Entre a sorte e os azares de um Primavera em transformação

| Junho 13, 2024 9:00 am

Entre a sorte e os azares de um Primavera em transformação

| Junho 13, 2024 9:00 am

Foi algures na cidade de Tóquio, num beco iluminado por neons coloridos, que Kazu Makino se esbarrou pela primeira vez com um estranho artista de rua. Era John Lurie, de saxofone pendurado ao peito, quem a abordava nesse dia. “Vem viver comigo para Nova Iorque, vamos ser melhores amigos”, disse o músico, ator e pintor norte-americano, mentor dos Lounge Lizard e protagonista da série “Painting with John”. O momento, digno de um romance de ficção, acabaria por mudar para sempre a vida (real) da japonesa.

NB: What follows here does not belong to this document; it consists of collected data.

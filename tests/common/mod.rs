// tests/common/mod.rs

use std::sync::Arc;

use escape_plan::{
    config::Config, glossary::SynonymTable, progress::LearnerLocks, routes, state::AppState,
    utils::jwt::sign_jwt,
};
use sqlx::SqlitePool;
use sqlx::sqlite::SqlitePoolOptions;

pub const TEST_SECRET: &str = "test_secret_for_integration_tests";

pub struct TestApp {
    pub address: String,
    pub pool: SqlitePool,
    pub client: reqwest::Client,
}

/// Spawns the app on a random port backed by a fresh in-memory database.
pub async fn spawn_app() -> TestApp {
    // One connection keeps the in-memory database alive and shared.
    let pool = SqlitePoolOptions::new()
        .max_connections(1)
        .idle_timeout(None)
        .max_lifetime(None)
        .connect("sqlite::memory:")
        .await
        .expect("Failed to open in-memory SQLite");

    sqlx::migrate!("./migrations")
        .run(&pool)
        .await
        .expect("Failed to migrate database");

    let config = Config {
        database_url: "sqlite::memory:".to_string(),
        jwt_secret: TEST_SECRET.to_string(),
        rust_log: "error".to_string(),
        bind_addr: "127.0.0.1:0".to_string(),
        synonyms_path: None,
    };

    let state = AppState {
        pool: pool.clone(),
        config,
        synonyms: Arc::new(SynonymTable::default()),
        learner_locks: LearnerLocks::new(),
    };
    let app = routes::create_router(state);

    let listener = tokio::net::TcpListener::bind("127.0.0.1:0")
        .await
        .expect("Failed to bind random port");
    let port = listener.local_addr().unwrap().port();
    let address = format!("http://127.0.0.1:{}", port);

    tokio::spawn(async move {
        axum::serve(listener, app).await.unwrap();
    });

    TestApp {
        address,
        pool,
        client: reqwest::Client::new(),
    }
}

pub fn admin_token() -> String {
    sign_jwt("admin", "admin", TEST_SECRET, 600).unwrap()
}

/// Token for a fresh, unique learner.
pub fn learner_token() -> (String, String) {
    let learner = format!("l_{}", &uuid::Uuid::new_v4().to_string()[..8]);
    let token = sign_jwt(&learner, "learner", TEST_SECRET, 600).unwrap();
    (learner, token)
}

impl TestApp {
    pub fn url(&self, path: &str) -> String {
        format!("{}{}", self.address, path)
    }

    /// POSTs as admin and returns the created id.
    pub async fn admin_create(&self, path: &str, body: serde_json::Value) -> i64 {
        let response = self
            .client
            .post(self.url(path))
            .bearer_auth(admin_token())
            .json(&body)
            .send()
            .await
            .expect("Failed to execute request");
        assert_eq!(response.status().as_u16(), 201, "creating {} failed", path);

        let created: serde_json::Value = response.json().await.unwrap();
        created["id"].as_i64().expect("id missing")
    }

    pub async fn create_term(&self, term: &str, definition: &str) -> i64 {
        self.admin_create(
            "/api/admin/glossary",
            serde_json::json!({
                "term": term,
                "definition": definition,
                "category": "Tax Terms",
                "related_terms": []
            }),
        )
        .await
    }

    pub async fn create_course(&self) -> i64 {
        self.admin_create(
            "/api/admin/courses",
            serde_json::json!({
                "course_type": "w2",
                "title": "W-2 Escape Plan",
                "description": "Strategies for W-2 earners",
                "thumbnail_url": "https://images.example.com/w2.png",
                "is_free": false,
                "estimated_hours": 4
            }),
        )
        .await
    }

    pub async fn create_lesson(&self, course_id: i64, order_index: i64, content: &str) -> i64 {
        self.admin_create(
            &format!("/api/admin/courses/{}/lessons", course_id),
            serde_json::json!({
                "title": format!("Lesson {}", order_index),
                "description": "Lesson description",
                "content": content,
                "duration_minutes": 30,
                "order_index": order_index
            }),
        )
        .await
    }
}
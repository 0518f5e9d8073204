// src/routes.rs

use axum::{
    Router,
    http::{HeaderValue, Method, header},
    middleware,
    routing::{delete, get, post},
};
use tower_http::{cors::CorsLayer, trace::TraceLayer};

use crate::{
    handlers::{admin, course, glossary, progress, quiz, tool},
    state::AppState,
    utils::jwt::{admin_middleware, auth_middleware},
};

/// Assembles the main application router.
///
/// * Public catalog, glossary and quiz routes.
/// * Learner progress routes behind JWT authentication.
/// * Authoring routes behind authentication plus the admin role.
pub fn create_router(state: AppState) -> Router {
    let origins = [
        HeaderValue::from_static("http://localhost:3000"),
        HeaderValue::from_static("http://127.0.0.1:3000"),
    ];

    let cors = CorsLayer::new()
        .allow_origin(origins)
        .allow_methods([Method::GET, Method::POST, Method::PUT, Method::DELETE])
        .allow_headers([header::AUTHORIZATION, header::CONTENT_TYPE]);

    let course_routes = Router::new()
        .route("/", get(course::list_courses))
        .route("/{id}", get(course::get_course))
        .route("/{id}/lessons", get(course::list_lessons))
        .route("/{id}/lessons/{order_index}", get(course::get_lesson))
        .route("/{id}/quiz", get(quiz::list_course_quiz));

    let glossary_routes = Router::new()
        .route("/", get(glossary::list_terms))
        .route("/search", get(glossary::search_terms))
        .route("/annotate", post(glossary::annotate_content));

    let quiz_routes = Router::new().route("/submit", post(quiz::submit_answer));

    let tool_routes = Router::new()
        .route("/", get(tool::list_tools))
        .route("/{id}", get(tool::get_tool));

    let progress_routes = Router::new()
        .route("/", get(progress::get_progress))
        .route("/glossary-views", post(progress::credit_glossary_view))
        .route(
            "/lessons",
            get(progress::list_lesson_completions).post(progress::record_lesson_completion),
        )
        .layer(middleware::from_fn_with_state(state.clone(), auth_middleware));

    let admin_routes = Router::new()
        .route("/glossary", post(admin::create_term))
        .route("/glossary/{id}", delete(admin::delete_term))
        .route("/courses", post(admin::create_course))
        .route("/courses/{id}/lessons", post(admin::create_lesson))
        .route("/quiz", post(admin::create_question))
        .route("/tools", post(admin::create_tool))
        // Auth runs first, then the admin check
        .layer(middleware::from_fn(admin_middleware))
        .layer(middleware::from_fn_with_state(state.clone(), auth_middleware));

    Router::new()
        .nest("/api/courses", course_routes)
        .nest("/api/glossary", glossary_routes)
        .nest("/api/quiz", quiz_routes)
        .nest("/api/tools", tool_routes)
        .nest("/api/progress", progress_routes)
        .nest("/api/admin", admin_routes)
        .layer(TraceLayer::new_for_http())
        .layer(cors)
        .with_state(state)
}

Foi ele que a introduziu a um “mundo diferente”, um pautado pelas tentações do dinheiro, da fama e do sucesso, mas também por uma enorme criatividade e que a levaria a cantar standards com Bill Frisell, Arto Lindsay e outras figuras importantes do jazz. Foi nesse caldeirão multidisciplinar que conheceu os gémeos Simone e Amedeo Pace, com quem fundaria, no início da década de 1990, os Blonde Redhead.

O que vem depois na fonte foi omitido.